Tony Featherstone is a respected financial journalist and he thinks this company is well placed to benefit from COVID-19 changes to learning. Let’s see why Tony thinks this.
“There’s no doubt many kids will fall behind because some schools has poor online teaching facilities and digital skills. Or because some kids have slackened off and escaped their teacher’s attention in online schooling,” Tony observed.
“The online-learning boom could be the making of Kip McGrath. A company that for years relied on “shopfront” learning services looks far more interesting as an educational technology (edtech) play,” he added.
Tony said that the jump in online lessons was a good push for Kip McGrath, with growth in June 2020 up almost 300%, year-on-year (albeit off a low base). He believes online learning will boost the company’s margins and profitability.
“The easing of COVID-19 restrictions over the next few months (even in Victoria!) should help Kip McGrath in three ways:
1. There should be a recovery in Australian and New Zealand lesson numbers when more students can physically attend tutorials. Kip McGrath said lessons were at 80% of pre-COVID volumes in August. The bounce-back should be even greater in markets such as the United Kingdom, where Kip McGrath operates.

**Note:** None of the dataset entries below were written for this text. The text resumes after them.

//! Sequential bulk organization with partial-failure reporting.

use std::sync::Arc;

use super::apply::{place_file, run_blocking, ExecutionContext};
use super::commands::{Command, FileDelta};
use super::coordinator::CancelToken;
use crate::error::{CoordinationError, ExecutionError};
use crate::models::{FileStatus, FileView, OrganizedFile};
use crate::ports::ActivityEvent;

/// Progress after each processed item
#[derive(Debug, Clone, Copy, PartialEq)]
pub struct BulkProgress {
    pub processed: usize,
    pub total: usize,
    pub percent: f64,
}

pub type ProgressCallback = dyn Fn(BulkProgress) + Send + Sync;

/// Result of a bulk run
#[derive(Debug, Clone, Default, PartialEq)]
pub struct BulkOutcome {
    pub success_count: usize,
    pub failed_count: usize,
    /// Names of files that failed
    pub failed_files: Vec<String>,
    pub first_error: Option<String>,
    /// Ids of files left alone: already in flight, cancelled or already
    /// completed or skipped. Without early cancellation,
    /// `success_count + failed_count + skipped.len()` equals the batch size.
    pub skipped: Vec<String>,
    /// The run stopped early because its token was cancelled
    pub cancelled: bool,
}

impl BulkOutcome {
    /// Every attempted file succeeded
    pub fn is_success(&self) -> bool {
        self.failed_count == 0
    }

    fn record_failure(&mut self, file_name: &str, error: &ExecutionError) {
        self.failed_count += 1;
        self.failed_files.push(file_name.to_string());
        if self.first_error.is_none() {
            self.first_error = Some(format!("{}: {}", file_name, error));
        }
    }
}

pub struct BulkExecutor {
    ctx: ExecutionContext,
}

impl BulkExecutor {
    pub fn new(ctx: ExecutionContext) -> Self {
        Self { ctx }
    }

    /// Move every ready file to its destination, one at a time.
    ///
    /// Failures are collected and the loop continues. All successful moves
    /// are pushed to history as a single `BulkMove`.
    pub async fn execute(
        &self,
        files: &mut [OrganizedFile],
        cancel: &CancelToken,
        progress: Option<&ProgressCallback>,
    ) -> BulkOutcome {
        let total = files.len();
        let mut outcome = BulkOutcome::default();
        let mut deltas = Vec::new();

        tracing::info!(total, "[BulkExecutor] Starting");

        for (index, file) in files.iter_mut().enumerate() {
            if cancel.is_cancelled() {
                tracing::info!(processed = index, "[BulkExecutor] Cancelled");
                outcome.cancelled = true;
                break;
            }

            match self.organize_one(file).await {
                Ok(Some(delta)) => {
                    outcome.success_count += 1;
                    deltas.push(delta);
                }
                Ok(None) => outcome.skipped.push(file.id().to_string()),
                Err(e) => {
                    tracing::warn!(file = file.name(), "[BulkExecutor] Failed: {}", e);
                    outcome.record_failure(file.name(), &e);
                }
            }

            if let Some(report) = progress {
                let processed = index + 1;
                report(BulkProgress {
                    processed,
                    total,
                    percent: processed as f64 / total as f64 * 100.0,
                });
            }
        }

        if !deltas.is_empty() {
            let mut history = match self.ctx.history.lock() {
                Ok(h) => h,
                Err(poisoned) => poisoned.into_inner(),
            };
            history.push(Command::BulkMove { deltas });
        }

        if outcome.failed_count > 0 {
            self.ctx.activity.record(ActivityEvent::BulkPartialFailure {
                success_count: outcome.success_count,
                failed_count: outcome.failed_count,
                first_error: outcome.first_error.clone().unwrap_or_default(),
            });
        } else if outcome.success_count > 0 {
            self.ctx.activity.record(ActivityEvent::BulkCompleted {
                success_count: outcome.success_count,
            });
        }

        tracing::info!(
            succeeded = outcome.success_count,
            failed = outcome.failed_count,
            skipped = outcome.skipped.len(),
            "[BulkExecutor] Finished"
        );
        outcome
    }

    /// `Ok(None)` when the file was skipped rather than attempted
    async fn organize_one(&self, file: &mut OrganizedFile) -> Result<Option<FileDelta>, ExecutionError> {
        if matches!(file.status(), FileStatus::Completed | FileStatus::Skipped) {
            return Ok(None);
        }

        let guard = match self.ctx.coordinator.begin_operation(file.id()) {
            Ok(guard) => guard,
            Err(CoordinationError::AlreadyInProgress(_)) | Err(CoordinationError::OperationCancelled(_)) => {
                return Ok(None);
            }
        };

        let destination = file
            .destination()
            .cloned()
            .ok_or_else(|| ExecutionError::MissingDestination(file.name().to_string()))?;

        let mover = Arc::clone(&self.ctx.mover);
        let grantor = Arc::clone(&self.ctx.grantor);
        let from = file.path().to_path_buf();
        let target = destination.clone();
        let to_path = run_blocking(move || place_file(mover.as_ref(), grantor.as_ref(), &from, &target)).await?;

        let delta = FileDelta {
            file_id: file.id().to_string(),
            file_name: file.name().to_string(),
            from_path: file.path().to_path_buf(),
            to_path: to_path.clone(),
            original_status: file.status(),
            original_destination: Some(destination.clone()),
            destination,
        };

        file.set_path(&to_path)
            .map_err(|e| ExecutionError::Io(e.to_string()))?;
        file.set_status(FileStatus::Completed)
            .map_err(|e| ExecutionError::Io(e.to_string()))?;
        if let Err(e) = self.ctx.store.save_file(file) {
            tracing::warn!(file = file.name(), "[BulkExecutor] Failed to persist file: {}", e);
        }
        drop(guard);

        Ok(Some(delta))
    }
}

#[cfg(test)]
mod tests {
    use super::*;
    use crate::execution::commands::CommandStack;
    use crate::execution::coordinator::OperationCoordinator;
    use crate::fs::LocalFileMover;
    use crate::models::{Destination, Suggestion, SuggestionSource};
    use crate::ports::{BookmarkGrantor, MemoryActivityLog};
    use crate::store::MemoryStore;
    use std::fs;
    use std::path::PathBuf;
    use std::sync::Mutex;

    struct Fixture {
        _dir: tempfile::TempDir,
        inbox: PathBuf,
        docs: PathBuf,
        ctx: ExecutionContext,
        activity: Arc<MemoryActivityLog>,
    }

    fn fixture() -> Fixture {
        let dir = tempfile::tempdir().unwrap();
        let inbox = dir.path().join("Downloads");
        let docs = dir.path().join("Documents");
        fs::create_dir_all(&inbox).unwrap();
        fs::create_dir_all(&docs).unwrap();

        let grantor = Arc::new(BookmarkGrantor::new());
        grantor.grant_with_token("docs", &docs);
        let activity = Arc::new(MemoryActivityLog::new());
        let ctx = ExecutionContext {
            coordinator: Arc::new(OperationCoordinator::new()),
            history: Arc::new(Mutex::new(CommandStack::default())),
            mover: Arc::new(LocalFileMover::new(
                vec![inbox.clone(), docs.clone()],
                dir.path().join("Holding"),
            )),
            grantor,
            store: Arc::new(MemoryStore::new()),
            activity: activity.clone(),
        };
        Fixture {
            _dir: dir,
            inbox,
            docs,
            ctx,
            activity,
        }
    }

    fn file(fx: &Fixture, name: &str, destination: Option<Destination>) -> OrganizedFile {
        let path = fx.inbox.join(name);
        fs::write(&path, name).unwrap();
        let mut file = OrganizedFile::from_path(&path, "downloads").unwrap();
        if let Some(destination) = destination {
            file.apply_suggestion(Suggestion {
                destination,
                confidence: 1.0,
                source: SuggestionSource::Rule,
                reason: "test".into(),
                rule_id: None,
            });
        }
        file
    }

    fn docs() -> Option<Destination> {
        Some(Destination::folder("docs", "Documents"))
    }

    #[tokio::test]
    async fn test_partial_failure_keeps_going() {
        let fx = fixture();
        let mut files = vec![
            file(&fx, "a.pdf", docs()),
            file(&fx, "b.pdf", None),
            file(&fx, "c.pdf", docs()),
        ];

        let seen = Arc::new(Mutex::new(Vec::new()));
        let sink = seen.clone();
        let progress: &ProgressCallback = &move |p: BulkProgress| sink.lock().unwrap().push(p.processed);

        let outcome = BulkExecutor::new(fx.ctx.clone())
            .execute(&mut files, &CancelToken::new(), Some(progress))
            .await;

        assert_eq!(outcome.success_count, 2);
        assert_eq!(outcome.failed_count, 1);
        assert_eq!(outcome.failed_files, vec!["b.pdf".to_string()]);
        assert!(outcome.first_error.as_deref().unwrap().starts_with("b.pdf"));
        assert!(!outcome.is_success());
        assert_eq!(*seen.lock().unwrap(), vec![1, 2, 3]);

        assert!(fx.docs.join("a.pdf").exists());
        assert!(fx.docs.join("c.pdf").exists());
        assert!(fx.inbox.join("b.pdf").exists());
        assert_eq!(files[0].status(), FileStatus::Completed);

        let history = fx.ctx.history.lock().unwrap();
        assert_eq!(history.undo_len(), 1);
        assert_eq!(history.peek_undo().unwrap().description(), "Organize 2 files");

        let events = fx.activity.events();
        assert_eq!(events.len(), 1);
        assert!(matches!(
            events[0],
            ActivityEvent::BulkPartialFailure {
                success_count: 2,
                failed_count: 1,
                ..
            }
        ));
    }

    #[tokio::test]
    async fn test_cancelled_token_stops_before_next_item() {
        let fx = fixture();
        let mut files = vec![file(&fx, "a.pdf", docs()), file(&fx, "b.pdf", docs())];
        let token = CancelToken::new();
        token.cancel();

        let outcome = BulkExecutor::new(fx.ctx.clone())
            .execute(&mut files, &token, None)
            .await;

        assert!(outcome.cancelled);
        assert_eq!(outcome.success_count, 0);
        assert!(fx.inbox.join("a.pdf").exists());
        assert!(!fx.ctx.history.lock().unwrap().can_undo());
        assert!(fx.activity.events().is_empty());
    }

    #[tokio::test]
    async fn test_in_flight_file_is_skipped_not_failed() {
        let fx = fixture();
        let mut files = vec![file(&fx, "a.pdf", docs()), file(&fx, "b.pdf", docs())];
        let busy_id = files[0].id().to_string();
        let _held = fx.ctx.coordinator.begin_operation(&busy_id).unwrap();

        let outcome = BulkExecutor::new(fx.ctx.clone())
            .execute(&mut files, &CancelToken::new(), None)
            .await;

        assert_eq!(outcome.skipped, vec![busy_id]);
        assert_eq!(outcome.success_count, 1);
        assert!(outcome.is_success());
        assert!(fx.inbox.join("a.pdf").exists());
        assert!(matches!(
            fx.activity.events()[0],
            ActivityEvent::BulkCompleted { success_count: 1 }
        ));
    }

    #[tokio::test]
    async fn test_every_file_is_accounted_for_once() {
        let fx = fixture();
        let mut files = vec![
            file(&fx, "busy.pdf", docs()),
            file(&fx, "done.pdf", docs()),
            file(&fx, "nowhere.pdf", None),
            file(&fx, "a.pdf", docs()),
            file(&fx, "b.pdf", docs()),
        ];
        files[1].set_status(FileStatus::Completed).unwrap();
        let busy_id = files[0].id().to_string();
        let _held = fx.ctx.coordinator.begin_operation(&busy_id).unwrap();

        let outcome = BulkExecutor::new(fx.ctx.clone())
            .execute(&mut files, &CancelToken::new(), None)
            .await;

        assert_eq!(outcome.success_count, 2);
        assert_eq!(outcome.failed_count, 1);
        assert_eq!(outcome.skipped.len(), 2);
        assert_eq!(
            outcome.success_count + outcome.failed_count + outcome.skipped.len(),
            files.len()
        );
    }
}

2. Parents will seek additional learning services to help their kids catch up on lost learning during the pandemic.
3. COVID-19 has accelerated the move to online learning and its community acceptance. Having watched their kids learn online, many parents realise digital platforms will become a bigger part of the learning mix.
“That’s good news for Kip McGrath and other corporate-owned tutors that can provide additional online learning at scale, or blend face-to-face and digital teaching,” Tony said.
All that sounds pretty good but never look at just the positives. You must always check out what could go wrong because it’s these things that will affect its share prices. This company has some major competitors that it has to deal with like IDP Education (the leader of the pack) and 3P Learning to name just two. In fact, Australia has more than 600 edtech companies and that’s just a drop in the ocean compared to the global number! And Tony has reported that the edtech sector is behind the curve when it comes to digital transformation, which requires a lot of money to do. And he notes that educational providers are risk averse.
So I’m not saying for a second that you should buy this stock. Far from it. This is a stock suited to experienced investors who understand the risks in investing in smaller companies like this.
What I am saying is that you’ve got to do your homework and lots of it. Even while writing this article, I learned a lot about edtechs — and I’ll be a bit gun shy putting my money there.
Never buy anything without getting good advice — that’s a not negotiable rule. You must do your research and that entails a lot of work beyond what I’ve written.
Use these articles as a base for understanding what you need to do BEFORE you take the plunge and buy a stock. Do that and you’re heading in the right direction to make money from shares.
And finally, start looking around at what people use and buy and that will start to give you an inkling into potential shares to put on your watchlist.
Hope you’ve learned something here. I’ll be back with more!
Important: This content has been prepared without taking account of the objectives, financial situation or needs of any particular individual. It does not constitute formal advice. Consider the appropriateness of the information in regard to your circumstances.